In return, they are ponying up the funds to get more wells drilled, so the oil and natural gas bounty trapped deep below can get to market quickly.

“The big motivation for (U.S. companies) wanting to find a partner is finding someone with big pockets,” said Scott Hanold, energy research analyst for RBC Capital Markets. “They are just money men at the end of the day.”

Total signed its second shale compact with Oklahoma-based natural gas producer Chesapeake Energy last week to secure acreage in Ohio’s burgeoning Utica shale. The French energy giant got 25 percent interest in a 619,000-acre joint venture with Chesapeake and Houston-based EnerVest. In exchange, it forked over $700 million cash along with a promise to fund 60 percent, or about $1.63 billion, of the group’s drilling and well completion costs in the Utica.

The companies plan to have 25 rigs operating by 2014.

China’s Sinopec International Petroleum Exploration & Production Corp. muscled its way into U.S. shale with a $2.2 billion investment in oil fields owned by Oklahoma-based energy company Devon, announced Tuesday.

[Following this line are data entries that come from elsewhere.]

//! End-to-end pipeline tests against a stubbed LLM provider
//!
//! Cold run, unchanged re-run, single-file touch, source deletion,
//! truncation handling, and plan cycle rejection.

use async_trait::async_trait;
use jesse_kb::cache::AnalysisCache;
use jesse_kb::config::{HandlerType, IndexingConfig};
use jesse_kb::decision::{DecisionEngine, RebuildOutcome, RebuildReason};
use jesse_kb::discovery::Discovery;
use jesse_kb::error::{IndexError, Result};
use jesse_kb::executor::ExecutionResults;
use jesse_kb::indexer::{exit_code_for, Indexer};
use jesse_kb::llm::{AnalysisProvider, CompletedAnalysis};
use jesse_kb::paths::PathMapper;
use jesse_kb::plan::{AtomicTask, ExecutionPlan, TaskType};
use std::collections::HashSet;
use std::fs;
use std::path::{Path, PathBuf};
use std::sync::Arc;
use tempfile::TempDir;

// ============================================================================
// Harness
// ============================================================================

/// Stub provider: deterministic analyses, optional truncation per path
struct StubProvider {
    truncate: HashSet<PathBuf>,
}

impl StubProvider {
    fn clean() -> Self {
        Self {
            truncate: HashSet::new(),
        }
    }

    fn truncating(paths: &[&Path]) -> Self {
        Self {
            truncate: paths.iter().map(|p| p.to_path_buf()).collect(),
        }
    }
}

#[async_trait]
impl AnalysisProvider for StubProvider {
    async fn analyze_file(&self, path: &Path, content: &str) -> Result<CompletedAnalysis> {
        if self.truncate.contains(path) {
            return Err(IndexError::TruncationDetected {
                target: path.to_path_buf(),
                attempts: 3,
            });
        }
        Ok(CompletedAnalysis {
            text: format!(
                "## Purpose\n\nAnalysis of {} ({} bytes).\n\n## Contents\n\nStub.",
                path.display(),
                content.len()
            ),
            reviewer_compliant: true,
            continuation_attempts: 0,
        })
    }

    async fn summarize_directory(&self, path: &Path, _digest: &str) -> Result<CompletedAnalysis> {
        Ok(CompletedAnalysis {
            text: format!("Directory {} holds stub content.", path.display()),
            reviewer_compliant: true,
            continuation_attempts: 0,
        })
    }
}

struct Harness {
    _temp: TempDir,
    root: PathBuf,
    out: PathBuf,
    config: Arc<IndexingConfig>,
}

impl Harness {
    /// Source tree `src/{a.txt, b.txt, sub/c.txt}`, empty output
    fn new() -> Self {
        let temp = TempDir::new().unwrap();
        let root = temp.path().join("src");
        let out = temp.path().join("out");
        fs::create_dir_all(root.join("sub")).unwrap();
        fs::write(root.join("a.txt"), "alpha").unwrap();
        fs::write(root.join("b.txt"), "beta").unwrap();
        fs::write(root.join("sub/c.txt"), "gamma").unwrap();
        Self {
            _temp: temp,
            root,
            out,
            config: Arc::new(IndexingConfig::default_for(HandlerType::ProjectBase)),
        }
    }

    fn mapper(&self) -> PathMapper {
        PathMapper::new(self.root.clone(), self.out.clone(), HandlerType::ProjectBase).unwrap()
    }

    fn indexer(&self, provider: Arc<dyn AnalysisProvider>) -> Indexer {
        Indexer::with_provider(self.config.clone(), self.mapper(), provider)
    }

    async fn run(&self, provider: Arc<dyn AnalysisProvider>) -> ExecutionResults {
        self.indexer(provider).run().await.unwrap()
    }

    fn analysis_path(&self, rel: &str) -> PathBuf {
        self.out
            .join("project-base")
            .join(format!("{}.analysis.md", rel))
    }

    fn root_kb(&self) -> PathBuf {
        self.out.join("project-base/root_kb.md")
    }

    /// Bump a source file's mtime past its cached artifact's
    fn touch(&self, rel: &str) {
        std::thread::sleep(std::time::Duration::from_millis(1100));
        let path = self.root.join(rel);
        let content = fs::read(&path).unwrap();
        fs::write(&path, content).unwrap();
    }
}

// ============================================================================
// Scenarios
// ============================================================================

#[tokio::test]
async fn s1_cold_run_builds_everything() {
    let h = Harness::new();
    let results = h.run(Arc::new(StubProvider::clean())).await;

    assert!(results.is_clean());
    assert_eq!(results.llm_calls_made, 5);
    assert_eq!(results.files_processed, 3);
    assert_eq!(results.dirs_processed, 2);

    for rel in ["a.txt", "b.txt", "sub/c.txt"] {
        assert!(h.analysis_path(rel).is_file(), "missing artifact for {}", rel);
    }
    assert!(h.root.join("sub_kb.md").is_file());
    assert!(h.root_kb().is_file());

    let kb = fs::read_to_string(h.root_kb()).unwrap();
    assert!(kb.contains("{PROJECT_ROOT}/a.txt"));
    assert!(kb.contains("{PROJECT_ROOT}/sub"));
    assert_eq!(exit_code_for(&results), 0);
}

#[tokio::test]
async fn s2_rerun_unchanged_makes_no_llm_calls() {
    let h = Harness::new();
    h.run(Arc::new(StubProvider::clean())).await;

    let results = h.run(Arc::new(StubProvider::clean())).await;
    assert!(results.is_clean());
    assert_eq!(results.llm_calls_made, 0);
    assert_eq!(results.files_processed, 0);
    assert_eq!(results.dirs_processed, 0);
    let count = |task_type: TaskType| {
        results
            .completed
            .iter()
            .filter(|t| t.task_type == task_type)
            .count()
    };
    assert_eq!(count(TaskType::SkipFileCached), 3);
    assert_eq!(count(TaskType::SkipDirectoryFresh), 2);
}

#[tokio::test]
async fn s3_touching_one_file_rebuilds_its_ancestry_only() {
    let h = Harness::new();
    h.run(Arc::new(StubProvider::clean())).await;
    h.touch("a.txt");

    // Decisions first, then the run
    let mapper = h.mapper();
    let cache = AnalysisCache::new(mapper.clone());
    let ctx = Discovery::new(&h.config, &mapper).discover().unwrap();
    let report = DecisionEngine::new(&h.config, &cache).evaluate(&ctx).unwrap();

    let a = report.files.get(&h.root.join("a.txt")).unwrap();
    assert_eq!(a.outcome, RebuildOutcome::AnalyzeFile);
    assert_eq!(a.reason, RebuildReason::SourceNewerThanCache);
    for rel in ["b.txt", "sub/c.txt"] {
        let decision = report.files.get(&h.root.join(rel)).unwrap();
        assert_eq!(decision.outcome, RebuildOutcome::SkipFileCached);
    }
    let root_decision = report.dirs.get(&h.root).unwrap();
    assert_eq!(root_decision.outcome, RebuildOutcome::CreateDirectoryKb);
    assert_eq!(root_decision.reason, RebuildReason::CascadedFromChild);
    let sub_decision = report.dirs.get(&h.root.join("sub")).unwrap();
    assert_eq!(sub_decision.outcome, RebuildOutcome::SkipDirectoryFresh);

    let results = h.run(Arc::new(StubProvider::clean())).await;
    assert!(results.is_clean());
    assert_eq!(results.llm_calls_made, 2);
}

#[tokio::test]
async fn s4_deleting_a_source_removes_its_artifact_and_rebuilds_the_parent() {
    let h = Harness::new();
    h.run(Arc::new(StubProvider::clean())).await;
    assert!(h.analysis_path("b.txt").is_file());

    fs::remove_file(h.root.join("b.txt")).unwrap();
    let results = h.run(Arc::new(StubProvider::clean())).await;

    assert!(results.is_clean());
    assert_eq!(results.llm_calls_made, 1);
    assert_eq!(results.dirs_processed, 1);
    assert_eq!(results.files_deleted, 1);
    assert!(!h.analysis_path("b.txt").exists());

    let kb = fs::read_to_string(h.root_kb()).unwrap();
    assert!(!kb.contains("/b.txt"));
    assert!(kb.contains("{PROJECT_ROOT}/a.txt"));
}

#[tokio::test]
async fn s5_truncation_withholds_the_artifact_and_spares_the_parent() {
    let h = Harness::new();
    let a_path = h.root.join("a.txt");
    let results = h
        .indexer(Arc::new(StubProvider::truncating(&[&a_path])))
        .run()
        .await
        .unwrap();

    assert_eq!(results.truncations, 1);
    assert_eq!(results.failed.len(), 1);
    assert_eq!(results.failed[0].task_type, TaskType::AnalyzeFileLlm);
    assert!(!h.analysis_path("a.txt").exists());

    // The parent knowledge file was still built, from {b, c} only
    let kb = fs::read_to_string(h.root_kb()).unwrap();
    assert!(!kb.contains("/a.txt"));
    assert!(kb.contains("{PROJECT_ROOT}/b.txt"));
    assert!(kb.contains("{PROJECT_ROOT}/sub"));

    // Its verification was skipped, not failed
    assert!(results
        .skipped
        .iter()
        .any(|t| t.task_type == TaskType::VerifyCacheFreshness));
    assert_eq!(exit_code_for(&results), 2);
}

#[tokio::test]
async fn s6_synthetic_cycle_fails_validation_before_dispatch() {
    let first = AtomicTask {
        id: "first".into(),
        task_type: TaskType::SkipFileCached,
        target: "/x".into(),
        dependencies: vec!["second".into()],
        priority: 50,
        estimated_duration_secs: 0.01,
        metadata: Default::default(),
    };
    let second = AtomicTask {
        id: "second".into(),
        task_type: TaskType::SkipFileCached,
        target: "/y".into(),
        dependencies: vec!["first".into()],
        priority: 50,
        estimated_duration_secs: 0.01,
        metadata: Default::default(),
    };

    let err = ExecutionPlan::build(vec![first, second]).unwrap_err();
    assert!(matches!(err, IndexError::PlanValidation(_)));
    assert_eq!(err.exit_code(), 1);
}

// ============================================================================
// Cross-cutting invariants
// ============================================================================

#[tokio::test]
async fn truncated_file_recovers_on_the_next_run() {
    let h = Harness::new();
    let a_path = h.root.join("a.txt");
    h.indexer(Arc::new(StubProvider::truncating(&[&a_path])))
        .run()
        .await
        .unwrap();
    assert!(!h.analysis_path("a.txt").exists());

    // A clean provider on the next run fills the gap and repairs the KB
    let results = h.run(Arc::new(StubProvider::clean())).await;
    assert!(results.is_clean());
    assert!(h.analysis_path("a.txt").is_file());
    let kb = fs::read_to_string(h.root_kb()).unwrap();
    assert!(kb.contains("{PROJECT_ROOT}/a.txt"));
}

#[tokio::test]
async fn no_two_tasks_write_the_same_output_path() {
    let h = Harness::new();
    let mapper = h.mapper();
    let cache = AnalysisCache::new(mapper.clone());
    let ctx = Discovery::new(&h.config, &mapper).discover().unwrap();
    let report = DecisionEngine::new(&h.config, &cache).evaluate(&ctx).unwrap();
    let plan = jesse_kb::plan::PlanGenerator::new(&mapper)
        .generate(&report, &ctx)
        .unwrap();

    let mut outputs: HashSet<PathBuf> = HashSet::new();
    for task in &plan.tasks {
        let written = match task.task_type {
            TaskType::AnalyzeFileLlm => Some(mapper.analysis_path(&task.target).unwrap()),
            TaskType::CreateDirectoryKb => Some(mapper.knowledge_path(&task.target).unwrap()),
            _ => None,
        };
        if let Some(path) = written {
            assert!(outputs.insert(path), "duplicate writer in plan");
        }
    }
}

#[tokio::test]
async fn empty_directories_never_produce_knowledge_files() {
    let h = Harness::new();
    fs::create_dir_all(h.root.join("hollow/inner")).unwrap();

    let results = h.run(Arc::new(StubProvider::clean())).await;
    assert!(results.is_clean());
    assert!(!h.root.join("hollow_kb.md").exists());
    assert!(!h.root.join("hollow/inner_kb.md").exists());

    // And a second run still makes no LLM calls for them
    let results = h.run(Arc::new(StubProvider::clean())).await;
    assert_eq!(results.llm_calls_made, 0);
}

The Chinese corporation gains one-third interest in Devon’s 1.2 million acres in the Utica shale, the Michigan Basin, the Mississippian in Oklahoma, the Tuscaloosa marine shale in Louisiana and the Niobrara in Wyoming.

Sinopec will pay $900 million cash when the deal closes, expected in 2012′s first quarter, and cover 70 percent of Devon’s drilling costs, about $1.6 billion.

Total and Sinopec follow other international energy powerhouses who have crossed the Atlantic recently, including Norway’s Statoil.

“It’s a continuation of a very fevered process of large international companies with cash coming into North America,” Hanold said.

Including Total’s deal, overseas-based companies spent about $33 billion buying into U.S. shale through acquisitions or joint ventures last year, according to data from research firm IHS.

That’s more than double the amount they shelled out in 2010, about $15.8 billion. In 2009, they spent just $3.6 billion.

For the international energy behemoths, North America’s rapidly expanding shale fields can be viewed as a sure and easy bet, requiring big bucks, but little work, said John Parry, principal analyst for IHS.

The oil and natural gas has been located and the pipelines and infrastructure are in often place. For example, 13 wells had already been drilled in Chesapeake’s Utica shale acres, “with very promising results,” when Total signed on, the French company noted in its news release.

“The exploration phase, that risk, is largely removed. You don’t have to go out and find this gas. You already know it is there,” Parry said. “They can come on and start drilling right away because everything is in place.”

The deal is a win-win, he said. Partnerships can help U.S. companies spread the risk of drilling for oil and natural gas, which, with fluctuating commodity prices, isn’t always an economical business.